* INSTRUCTIONS TO FOLLOW *
Please write each record out again word for word.

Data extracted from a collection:
use std::path::{Path, PathBuf};

use serde::{Deserialize, Serialize};

use crate::error::{Error, Result};
use crate::io::writers::raster::output_format;
use crate::types::{DEFAULT_SIZES, TargetSize};

pub const DEFAULT_INPUT: &str = "icon512.png";
pub const DEFAULT_PREFIX: &str = "icon";

/// One resized copy: its exact dimensions and where it is written.
#[derive(Debug, Clone, PartialEq, Eq, Serialize, Deserialize)]
pub struct OutputSpec {
    pub size: TargetSize,
    pub path: PathBuf,
}

/// Resize plan suitable for config files
#[derive(Debug, Clone, PartialEq, Eq, Serialize, Deserialize)]
pub struct IconSetParams {
    pub input: PathBuf,
    pub outputs: Vec<OutputSpec>,
}

impl Default for IconSetParams {
    fn default() -> Self {
        Self::from_layout(DEFAULT_INPUT, "", DEFAULT_PREFIX, &DEFAULT_SIZES)
    }
}

impl IconSetParams {
    /// Builds a plan writing `{prefix}{W}.png` (or `{prefix}{W}x{H}.png` for
    /// non-square sizes) into `output_dir`.
    pub fn from_layout(
        input: impl Into<PathBuf>,
        output_dir: impl AsRef<Path>,
        prefix: &str,
        sizes: &[TargetSize],
    ) -> Self {
        let output_dir = output_dir.as_ref();
        let outputs = sizes
            .iter()
            .map(|&size| OutputSpec {
                size,
                path: output_dir.join(output_file_name(prefix, size)),
            })
            .collect();
        Self {
            input: input.into(),
            outputs,
        }
    }

    pub fn from_json(text: &str) -> Result<Self> {
        Ok(serde_json::from_str(text)?)
    }

    /// Checks everything that can be checked without touching the filesystem.
    pub fn validate(&self) -> Result<()> {
        if self.outputs.is_empty() {
            return Err(Error::EmptyPlan);
        }
        for spec in &self.outputs {
            // Deserialized sizes bypass TargetSize::new
            TargetSize::new(spec.size.width, spec.size.height)?;
            output_format(&spec.path)?;
        }
        Ok(())
    }
}

fn output_file_name(prefix: &str, size: TargetSize) -> String {
    if size.is_square() {
        format!("{}{}.png", prefix, size.width)
    } else {
        format!("{}{}x{}.png", prefix, size.width, size.height)
    }
}

#[cfg(test)]
mod tests {
    use super::*;

    #[test]
    fn default_plan_is_the_fixed_icon_set() {
        let params = IconSetParams::default();
        assert_eq!(params.input, PathBuf::from("icon512.png"));
        let paths: Vec<_> = params.outputs.iter().map(|o| o.path.clone()).collect();
        assert_eq!(
            paths,
            vec![
                PathBuf::from("icon16.png"),
                PathBuf::from("icon48.png"),
                PathBuf::from("icon128.png"),
            ]
        );
        assert_eq!(params.outputs[2].size, TargetSize::square(128).unwrap());
        params.validate().unwrap();
    }

    #[test]
    fn layout_names_non_square_outputs() {
        let sizes = [TargetSize::new(32, 24).unwrap()];
        let params = IconSetParams::from_layout("logo.png", "out", "logo", &sizes);
        assert_eq!(params.outputs[0].path, Path::new("out").join("logo32x24.png"));
    }

    #[test]
    fn rejects_empty_plan_and_unknown_extension() {
        let empty = IconSetParams::from_layout("a.png", "", "icon", &[]);
        assert!(matches!(empty.validate(), Err(Error::EmptyPlan)));

        let mut params = IconSetParams::default();
        params.outputs[1].path = PathBuf::from("icon48.notaformat");
        assert!(matches!(params.validate(), Err(Error::Image(_))));
    }

    #[test]
    fn parses_json_plan_and_checks_sizes() {
        let json = r#"{
            "input": "src.png",
            "outputs": [
                { "size": { "width": 24, "height": 24 }, "path": "a.png" },
                { "size": { "width": 0, "height": 8 }, "path": "b.png" }
            ]
        }"#;
        let params = IconSetParams::from_json(json).unwrap();
        assert_eq!(params.input, PathBuf::from("src.png"));
        assert!(matches!(params.validate(), Err(Error::ZeroSize { width: 0, height: 8 })));

        assert!(matches!(IconSetParams::from_json("{"), Err(Error::Config(_))));
    }
}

* OUTPUT FOR THIS TASK *
use std::path::{Path, PathBuf};

use serde::{Deserialize, Serialize};

use crate::error::{Error, Result};
use crate::io::writers::raster::output_format;
use crate::types::{DEFAULT_SIZES, TargetSize};

pub const DEFAULT_INPUT: &str = "icon512.png";
pub const DEFAULT_PREFIX: &str = "icon";

/// One resized copy: its exact dimensions and where it is written.
#[derive(Debug, Clone, PartialEq, Eq, Serialize, Deserialize)]
pub struct OutputSpec {
    pub size: TargetSize,
    pub path: PathBuf,
}

/// Resize plan suitable for config files
#[derive(Debug, Clone, PartialEq, Eq, Serialize, Deserialize)]
pub struct IconSetParams {
    pub input: PathBuf,
    pub outputs: Vec<OutputSpec>,
}

impl Default for IconSetParams {
    fn default() -> Self {
        Self::from_layout(DEFAULT_INPUT, "", DEFAULT_PREFIX, &DEFAULT_SIZES)
    }
}

impl IconSetParams {
    /// Builds a plan writing `{prefix}{W}.png` (or `{prefix}{W}x{H}.png` for
    /// non-square sizes) into `output_dir`.
    pub fn from_layout(
        input: impl Into<PathBuf>,
        output_dir: impl AsRef<Path>,
        prefix: &str,
        sizes: &[TargetSize],
    ) -> Self {
        let output_dir = output_dir.as_ref();
        let outputs = sizes
            .iter()
            .map(|&size| OutputSpec {
                size,
                path: output_dir.join(output_file_name(prefix, size)),
            })
            .collect();
        Self {
            input: input.into(),
            outputs,
        }
    }

    pub fn from_json(text: &str) -> Result<Self> {
        Ok(serde_json::from_str(text)?)
    }

    /// Checks everything that can be checked without touching the filesystem.
    pub fn validate(&self) -> Result<()> {
        if self.outputs.is_empty() {
            return Err(Error::EmptyPlan);
        }
        for spec in &self.outputs {
            // Deserialized sizes bypass TargetSize::new
            TargetSize::new(spec.size.width, spec.size.height)?;
            output_format(&spec.path)?;
        }
        Ok(())
    }
}

fn output_file_name(prefix: &str, size: TargetSize) -> String {
    if size.is_square() {
        format!("{}{}.png", prefix, size.width)
    } else {
        format!("{}{}x{}.png", prefix, size.width, size.height)
    }
}

#[cfg(test)]
mod tests {
    use super::*;

    #[test]
    fn default_plan_is_the_fixed_icon_set() {
        let params = IconSetParams::default();
        assert_eq!(params.input, PathBuf::from("icon512.png"));
        let paths: Vec<_> = params.outputs.iter().map(|o| o.path.clone()).collect();
        assert_eq!(
            paths,
            vec![
                PathBuf::from("icon16.png"),
                PathBuf::from("icon48.png"),
                PathBuf::from("icon128.png"),
            ]
        );
        assert_eq!(params.outputs[2].size, TargetSize::square(128).unwrap());
        params.validate().unwrap();
    }

    #[test]
    fn layout_names_non_square_outputs() {
        let sizes = [TargetSize::new(32, 24).unwrap()];
        let params = IconSetParams::from_layout("logo.png", "out", "logo", &sizes);
        assert_eq!(params.outputs[0].path, Path::new("out").join("logo32x24.png"));
    }

    #[test]
    fn rejects_empty_plan_and_unknown_extension() {
        let empty = IconSetParams::from_layout("a.png", "", "icon", &[]);
        assert!(matches!(empty.validate(), Err(Error::EmptyPlan)));

        let mut params = IconSetParams::default();
        params.outputs[1].path = PathBuf::from("icon48.notaformat");
        assert!(matches!(params.validate(), Err(Error::Image(_))));
    }

    #[test]
    fn parses_json_plan_and_checks_sizes() {
        let json = r#"{
            "input": "src.png",
            "outputs": [
                { "size": { "width": 24, "height": 24 }, "path": "a.png" },
                { "size": { "width": 0, "height": 8 }, "path": "b.png" }
            ]
        }"#;
        let params = IconSetParams::from_json(json).unwrap();
        assert_eq!(params.input, PathBuf::from("src.png"));
        assert!(matches!(params.validate(), Err(Error::ZeroSize { width: 0, height: 8 })));

        assert!(matches!(IconSetParams::from_json("{"), Err(Error::Config(_))));
    }
}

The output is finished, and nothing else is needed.